La complicité est aussi, évidemment, un élément essentiel pour construire une belle relation gérant-artiste. « Ce que j’aime des artistes avec qui je travaille en ce moment, c’est qu’ils sont ouverts aux propositions, il y a un dialogue. Faire de la gérance, c’est demandant au quotidien, alors il faut qu’il y ait une complicité avec l’artiste pour que ça fonctionne à long terme », indique-t-elle.

Lorsqu’on lui demande un exemple de défi rencontré, rien ne lui vient spontanément à l’esprit. « Il y en a tout le temps! Mais je te dirais que la pandémie a été un pas pire défi. Tout à coup il a fallu se tourner vers le virtuel, développer des actions innovantes pour rejoindre le public. » De l’eau au moulin a été apportée par Louis-Jean Cormier, qui a voulu développer une plateforme payante, comprenant du matériel exclusif pour les abonnés. Baptisé Le 360, ce site lancé avec le début du printemps comprend des épisodes, des rencontres, des collabos, des classes, des moments en coulisses et des partitions. « On en est vraiment fiers. Je n’ai pas vu d’autres artistes qui avaient ça. J’ai hâte que ce soit lancé, ça va nous enlever 100 livres de sur les épaules! », nous disait la gérante quelques jours avant le grand dévoilement.
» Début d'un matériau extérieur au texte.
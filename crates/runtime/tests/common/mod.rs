#![allow(dead_code)]

use serde_json::{Map, Value, json};
use sohl_core::{
    BuildContext, ClassRegistry, DocumentContext, DocumentRef, LogicCore, LogicError, LogicRules,
    ParentRef, Siblings, SohlAction, SohlEffect, SohlMap,
};
use sohl_runtime::{HostDocument, RuntimeConfig, Session};

/// Actor body: `protection` from `armor`, a virtual `Swim` skill for merfolk.
#[derive(Clone, Debug)]
pub struct Body {
    armor: f64,
}

impl Body {
    pub fn factory(data: &Map<String, Value>) -> Result<Box<dyn LogicRules>, LogicError> {
        let armor = data.get("armor").and_then(Value::as_f64).unwrap_or(0.0);
        Ok(Box::new(Self { armor }))
    }
}

impl LogicRules for Body {
    fn clone_box(&self) -> Box<dyn LogicRules> {
        Box::new(self.clone())
    }

    fn to_data(&self) -> Map<String, Value> {
        let mut data = Map::new();
        data.insert("armor".into(), json!(self.armor));
        data
    }

    fn create_virtual_logics(
        &mut self,
        core: &mut LogicCore,
        doc: &DocumentContext<'_>,
        ctx: &mut BuildContext<'_>,
    ) -> Result<(), LogicError> {
        if doc.system.get("species").and_then(Value::as_str) != Some("merfolk") {
            return Ok(());
        }
        let swim = ctx.logic_from_data(
            &json!({"class": "SkillLogic", "id": "swim", "name": "Swim", "type": "skill", "base": 60}),
            Some(ParentRef::logic(core.id())),
        )?;
        core.add_virtual_logic(swim);
        Ok(())
    }

    fn prepare_base_data(&mut self, core: &mut LogicCore) -> Result<(), LogicError> {
        core.define_modifier("protection", self.armor)?;
        Ok(())
    }
}

/// Skill: `mastery` from `base`, +5 while an effect named `Inspired` exists,
/// +10 for each action named `Train`.
#[derive(Clone, Debug)]
pub struct Skill {
    base: f64,
}

impl Skill {
    pub fn factory(data: &Map<String, Value>) -> Result<Box<dyn LogicRules>, LogicError> {
        let base = data.get("base").and_then(Value::as_f64).unwrap_or(0.0);
        Ok(Box::new(Self { base }))
    }
}

impl LogicRules for Skill {
    fn clone_box(&self) -> Box<dyn LogicRules> {
        Box::new(self.clone())
    }

    fn to_data(&self) -> Map<String, Value> {
        let mut data = Map::new();
        data.insert("base".into(), json!(self.base));
        data
    }

    fn prepare_base_data(&mut self, core: &mut LogicCore) -> Result<(), LogicError> {
        core.define_modifier("mastery", self.base)?;
        Ok(())
    }

    fn process_effects(
        &mut self,
        core: &mut LogicCore,
        effects: &SohlMap<String, SohlEffect>,
    ) -> Result<(), LogicError> {
        if effects.some(|effect, _| effect.name() == "Inspired") {
            if let Some(mastery) = core.modifier_mut("mastery") {
                mastery.add(("SOHL.DELTAINFO.Inspired", "Insp"), 5.0)?;
            }
        }
        Ok(())
    }

    fn process_actions(
        &mut self,
        core: &mut LogicCore,
        actions: &SohlMap<String, SohlAction>,
    ) -> Result<(), LogicError> {
        let trained = actions.filter(|action, _| action.name() == "Train").len();
        if trained > 0 {
            if let Some(mastery) = core.modifier_mut("mastery") {
                mastery.add(("SOHL.DELTAINFO.Trained", "Trn"), 10.0 * trained as f64)?;
            }
        }
        Ok(())
    }
}

/// Worn armor: adds `bonus` to the protection of every `body` sibling.
#[derive(Clone, Debug)]
pub struct Armor {
    bonus: f64,
}

impl Armor {
    pub fn factory(data: &Map<String, Value>) -> Result<Box<dyn LogicRules>, LogicError> {
        let bonus = data.get("bonus").and_then(Value::as_f64).unwrap_or(0.0);
        Ok(Box::new(Self { bonus }))
    }
}

impl LogicRules for Armor {
    fn clone_box(&self) -> Box<dyn LogicRules> {
        Box::new(self.clone())
    }

    fn to_data(&self) -> Map<String, Value> {
        let mut data = Map::new();
        data.insert("bonus".into(), json!(self.bonus));
        data
    }

    fn process_siblings(
        &mut self,
        core: &mut LogicCore,
        siblings: &mut Siblings<'_, '_>,
    ) -> Result<(), LogicError> {
        let abbrev = format!("Arm{}", core.id());
        for sibling in siblings.iter_mut() {
            if sibling.logic_type() != "body" {
                continue;
            }
            if let Some(protection) = sibling.modifier_mut("protection") {
                protection.add(("SOHL.DELTAINFO.Armor", abbrev.as_str()), self.bonus)?;
            }
        }
        Ok(())
    }
}

pub fn registry() -> ClassRegistry {
    let mut registry = ClassRegistry::with_defaults();
    registry.register_logic("BodyLogic", Body::factory);
    registry.register_logic("SkillLogic", Skill::factory);
    registry.register_logic("ArmorLogic", Armor::factory);
    registry
}

pub fn session() -> Session {
    Session::new(RuntimeConfig::default(), registry())
}

pub fn hero() -> HostDocument {
    HostDocument::new(DocumentRef::actor("A1"), "Hero").with_logic(json!({
        "class": "BodyLogic", "id": "body", "name": "Body", "type": "body", "armor": 2,
        "nestedLogicObjs": [
            {"class": "SkillLogic", "id": "sword", "name": "Sword", "type": "skill", "base": 40,
             "nestedActionObjs": [
                {"class": "SohlIntrinsicAction", "id": "train", "name": "Train", "functionName": "train"}
             ]}
        ],
        "nestedEffectObjs": [
            {"class": "SohlEffect", "id": "inspired", "name": "Inspired", "duration": 60}
        ]
    }))
}

pub fn mail_shirt() -> HostDocument {
    HostDocument::new(DocumentRef::item("I1"), "Mail Shirt")
        .with_owner(DocumentRef::actor("A1"))
        .with_logic(json!({
            "class": "ArmorLogic", "id": "mail", "name": "Mail Shirt", "type": "armor", "bonus": 4,
            "nestedActionObjs": [
                {"class": "SohlScriptAction", "id": "polish", "name": "Polish",
                 "script": "polish()", "useAsync": true},
                {"class": "SohlScriptAction", "id": "clank", "name": "Clank",
                 "script": "clank()", "useAsync": false}
            ]
        }))
}
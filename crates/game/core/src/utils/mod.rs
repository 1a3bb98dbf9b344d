//! Container, iterator, id and merge utilities shared by the whole core.

pub mod ids;
pub mod itr;
pub mod map;
pub mod merge;

pub use ids::IdRegistry;
pub use itr::Itr;
pub use map::SohlMap;
pub use merge::{merge_into, merge_object};
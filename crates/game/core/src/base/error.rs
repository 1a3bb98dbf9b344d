//! Errors raised while resolving and rebuilding persisted objects.

use crate::error::{ErrorSeverity, SohlError};
use crate::event::EventError;
use crate::logic::LogicError;
use crate::modifier::ModifierError;

/// Failure to rebuild an object from its persisted form.
#[derive(Clone, Debug, PartialEq, thiserror::Error)]
pub enum RegistryError {
    #[error("persisted object has no class tag")]
    MissingClassTag,

    #[error("class {0:?} is not registered")]
    UnregisteredClass(String),

    #[error("class {class:?} is not a {expected}")]
    KindMismatch {
        class: String,
        expected: &'static str,
    },

    #[error("{parent} already holds a child with id {id:?}")]
    DuplicateId { parent: String, id: String },

    #[error(transparent)]
    Modifier(#[from] ModifierError),

    #[error(transparent)]
    Event(#[from] EventError),

    #[error(transparent)]
    Logic(Box<LogicError>),
}

impl From<LogicError> for RegistryError {
    fn from(err: LogicError) -> Self {
        match err {
            LogicError::Build(inner) => inner,
            other => Self::Logic(Box::new(other)),
        }
    }
}

impl RegistryError {
    pub fn duplicate_id(parent: impl Into<String>, id: impl Into<String>) -> Self {
        Self::DuplicateId {
            parent: parent.into(),
            id: id.into(),
        }
    }
}

impl SohlError for RegistryError {
    fn severity(&self) -> ErrorSeverity {
        match self {
            Self::MissingClassTag | Self::UnregisteredClass(_) | Self::DuplicateId { .. } => {
                ErrorSeverity::Validation
            }
            Self::KindMismatch { .. } => ErrorSeverity::Internal,
            Self::Modifier(inner) => inner.severity(),
            Self::Event(inner) => inner.severity(),
            Self::Logic(inner) => inner.severity(),
        }
    }

    fn error_code(&self) -> &'static str {
        match self {
            Self::MissingClassTag => "REGISTRY_MISSING_CLASS_TAG",
            Self::UnregisteredClass(_) => "REGISTRY_UNREGISTERED_CLASS",
            Self::KindMismatch { .. } => "REGISTRY_KIND_MISMATCH",
            Self::DuplicateId { .. } => "REGISTRY_DUPLICATE_ID",
            Self::Modifier(inner) => inner.error_code(),
            Self::Event(inner) => inner.error_code(),
            Self::Logic(inner) => inner.error_code(),
        }
    }
}
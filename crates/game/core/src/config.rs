/// Session configuration constants and tunable parameters.
#[derive(Clone, Debug, PartialEq, Eq, serde::Serialize, serde::Deserialize)]
#[serde(default)]
pub struct SohlConfig {
    /// Seed of the deterministic id generator.
    pub id_seed: u64,
    /// Number of characters in generated ids.
    pub id_length: usize,
    /// Schema version stamped on newly created documents.
    pub schema_version: String,
}

impl SohlConfig {
    // ===== compile-time constants =====
    /// Namespace every delta and modifier name must start with.
    pub const NAMESPACE_PREFIX: &'static str = "SOHL.";
    /// Reason recorded when a modifier is disabled with a plain `true`.
    pub const DISABLED_REASON: &'static str = "SOHL.DELTAINFO.DISABLED";
    /// Expiration point of permanent events (largest exactly representable
    /// integer in an IEEE double, kept for data compatibility).
    pub const PERMANENT_EXPIRE: i64 = 9_007_199_254_740_991;
    /// Characters used by generated ids.
    pub const ID_ALPHABET: &'static [u8] =
        b"ABCDEFGHIJKLMNOPQRSTUVWXYZabcdefghijklmnopqrstuvwxyz0123456789";

    // ===== runtime-tunable defaults =====
    pub const DEFAULT_SCHEMA_VERSION: &'static str = "0.6.0";
    pub const DEFAULT_ID_LENGTH: usize = 16;
    pub const DEFAULT_ID_SEED: u64 = 0x5348_4f4c_0006_0000;

    pub fn new() -> Self {
        Self {
            id_seed: Self::DEFAULT_ID_SEED,
            id_length: Self::DEFAULT_ID_LENGTH,
            schema_version: Self::DEFAULT_SCHEMA_VERSION.to_string(),
        }
    }

    pub fn with_id_seed(id_seed: u64) -> Self {
        Self {
            id_seed,
            ..Self::new()
        }
    }
}

impl Default for SohlConfig {
    fn default() -> Self {
        Self::new()
    }
}
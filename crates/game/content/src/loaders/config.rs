//! Session configuration loader.

use std::path::Path;

use sohl_core::SohlConfig;

use crate::loaders::{LoadResult, read_file};

/// Configuration shipped with the crate.
pub const DEFAULT_CONFIG_TOML: &str = include_str!("../../data/config.toml");

/// Loader for session configuration from TOML files.
pub struct ConfigLoader;

impl ConfigLoader {
    /// Load config data from a TOML file.
    ///
    /// Missing keys fall back to [`SohlConfig::default`].
    pub fn load(path: &Path) -> LoadResult<SohlConfig> {
        let content = read_file(path)?;
        Self::parse(&content)
            .map_err(|e| anyhow::anyhow!("Failed to parse config {}: {}", path.display(), e))
    }

    /// Parse config data from TOML text.
    pub fn parse(content: &str) -> LoadResult<SohlConfig> {
        let config: SohlConfig = toml::from_str(content)
            .map_err(|e| anyhow::anyhow!("Failed to parse config TOML: {}", e))?;

        if config.id_length == 0 {
            anyhow::bail!("id_length must be at least 1");
        }
        if config.schema_version.is_empty() {
            anyhow::bail!("schema_version must not be empty");
        }

        Ok(config)
    }

    /// The configuration embedded in the crate.
    pub fn embedded() -> LoadResult<SohlConfig> {
        Self::parse(DEFAULT_CONFIG_TOML)
    }
}
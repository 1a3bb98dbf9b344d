//! Class registry and the closed set of objects it can rebuild.

use std::collections::HashMap;

use serde_json::{Map, Value};

use super::{ClassTag, ParentRef, RegistryError, SohlBase};
use crate::event::{SohlAction, SohlEffect};
use crate::logic::{BasicLogic, LogicError, LogicRules, SohlLogic};
use crate::modifier::ValueModifier;

/// Builds the rule set of a logic class from its persisted fields.
pub type LogicFactory = fn(&Map<String, Value>) -> Result<Box<dyn LogicRules>, LogicError>;

/// Family a registered class name resolves to.
///
/// Logic classes carry the factory for their rule set; every other family is
/// a fixed type.
#[derive(Clone, Copy, Debug)]
pub enum ClassEntry {
    ValueModifier,
    Logic(LogicFactory),
    IntrinsicAction,
    ScriptAction,
    Effect,
}

impl ClassEntry {
    pub const fn family(&self) -> &'static str {
        match self {
            Self::ValueModifier => "modifier",
            Self::Logic(_) => "logic",
            Self::IntrinsicAction | Self::ScriptAction => "action",
            Self::Effect => "effect",
        }
    }
}

/// Maps persisted class names to the family that rebuilds them.
///
/// Built once per session and passed by reference. Registering an existing
/// name replaces the previous entry.
#[derive(Clone, Debug, Default)]
pub struct ClassRegistry {
    entries: HashMap<String, ClassEntry>,
}

impl ClassRegistry {
    /// Empty registry.
    pub fn new() -> Self {
        Self::default()
    }

    /// Registry pre-populated with every built-in class.
    pub fn with_defaults() -> Self {
        let mut registry = Self::new();
        registry.register(ValueModifier::METADATA.name, ClassEntry::ValueModifier);
        registry.register(SohlLogic::METADATA.name, ClassEntry::Logic(BasicLogic::factory));
        registry.register(SohlAction::INTRINSIC.name, ClassEntry::IntrinsicAction);
        registry.register(SohlAction::SCRIPT.name, ClassEntry::ScriptAction);
        registry.register(SohlEffect::METADATA.name, ClassEntry::Effect);
        registry
    }

    /// Registers `name`, returning the entry it replaced.
    pub fn register(&mut self, name: impl Into<String>, entry: ClassEntry) -> Option<ClassEntry> {
        self.entries.insert(name.into(), entry)
    }

    pub fn register_logic(
        &mut self,
        name: impl Into<String>,
        factory: LogicFactory,
    ) -> Option<ClassEntry> {
        self.register(name, ClassEntry::Logic(factory))
    }

    pub fn get(&self, name: &str) -> Option<ClassEntry> {
        self.entries.get(name).copied()
    }

    pub fn contains(&self, name: &str) -> bool {
        self.entries.contains_key(name)
    }

    pub fn len(&self) -> usize {
        self.entries.len()
    }

    pub fn is_empty(&self) -> bool {
        self.entries.is_empty()
    }

    /// Registered names, sorted.
    pub fn names(&self) -> Vec<&str> {
        let mut names: Vec<&str> = self.entries.keys().map(String::as_str).collect();
        names.sort_unstable();
        names
    }

    /// Looks up the class tag of a persisted object.
    pub fn resolve<'d>(&self, data: &'d Value) -> Result<(&'d str, ClassEntry), RegistryError> {
        let class = data
            .get("class")
            .and_then(Value::as_str)
            .filter(|class| !class.is_empty())
            .ok_or(RegistryError::MissingClassTag)?;
        let entry = self
            .get(class)
            .ok_or_else(|| RegistryError::UnregisteredClass(class.to_string()))?;
        Ok((class, entry))
    }

    /// Checks that `data` and every nested child resolve, without building.
    pub fn validate_tree(&self, data: &Value) -> Result<(), RegistryError> {
        self.resolve(data)?;
        for key in ["nestedLogicObjs", "nestedActionObjs", "nestedEffectObjs"] {
            if let Some(children) = data.get(key).and_then(Value::as_array) {
                for child in children {
                    self.validate_tree(child)?;
                }
            }
        }
        Ok(())
    }
}

/// Any object the registry can rebuild.
#[derive(Debug)]
pub enum SohlObject {
    ValueModifier(ValueModifier),
    Logic(SohlLogic),
    Action(SohlAction),
    Effect(SohlEffect),
}

impl SohlObject {
    pub fn tag(&self) -> &ClassTag {
        match self {
            Self::ValueModifier(m) => m.tag(),
            Self::Logic(l) => l.tag(),
            Self::Action(a) => a.tag(),
            Self::Effect(e) => e.tag(),
        }
    }

    pub fn parent(&self) -> Option<&ParentRef> {
        match self {
            Self::ValueModifier(m) => m.parent(),
            Self::Logic(l) => l.parent(),
            Self::Action(a) => a.parent(),
            Self::Effect(e) => e.parent(),
        }
    }

    pub fn to_json(&self) -> Value {
        match self {
            Self::ValueModifier(m) => m.to_json(),
            Self::Logic(l) => l.to_json(),
            Self::Action(a) => a.to_json(),
            Self::Effect(e) => e.to_json(),
        }
    }

    fn mismatch(&self, expected: &'static str) -> RegistryError {
        RegistryError::KindMismatch {
            class: self.tag().class.clone(),
            expected,
        }
    }

    pub fn into_logic(self) -> Result<SohlLogic, RegistryError> {
        match self {
            Self::Logic(logic) => Ok(logic),
            other => Err(other.mismatch("logic")),
        }
    }

    pub fn into_action(self) -> Result<SohlAction, RegistryError> {
        match self {
            Self::Action(action) => Ok(action),
            other => Err(other.mismatch("action")),
        }
    }

    pub fn into_effect(self) -> Result<SohlEffect, RegistryError> {
        match self {
            Self::Effect(effect) => Ok(effect),
            other => Err(other.mismatch("effect")),
        }
    }

    pub fn into_modifier(self) -> Result<ValueModifier, RegistryError> {
        match self {
            Self::ValueModifier(modifier) => Ok(modifier),
            other => Err(other.mismatch("modifier")),
        }
    }
}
Poussée hors de sa zone de confort, elle a dû trouver des alliés spécialisés en design Web (l’agence montréalaise Deux Huit Huit) ainsi qu’un réalisateur-monteur pour l’abondant contenu vidéo (Alex Doucet). Pour créer une forte adhésion dans une mer de contenu gratuit, l’équipe a misé sur la qualité. L’idée maîtresse était d’arrêter de donner du contenu aux GAFAM (Google, Apple, Facebook, Amazon et Microsoft — les cinq grandes firmes américaines qui dominent le marché du numérique) et d’offrir une vitrine à la culture d’ici. « Je me disais wow, quelle belle idée! Moi j’embarque », raconte Krista Simoneau. « C’est rare que je n’embarque pas, mais je dois trouver les avenues pour y arriver : faire des demandes de subventions, trouver les équipes, coordonner tout ça. » La polyvalence de Louis-Jean Cormier, qui peut avec une égale aisance tricoter des chansons avec d’autres artistes, donner des cours de guitare et parler devant une caméra, a été une des clés de la réussite du projet. « L’artiste est le pilote de l’avion. Moi je m’organise pour que ça vole, en finançant, en planifiant et en mettant les ressources nécessaires autour de lui », résume Krista Simoneau.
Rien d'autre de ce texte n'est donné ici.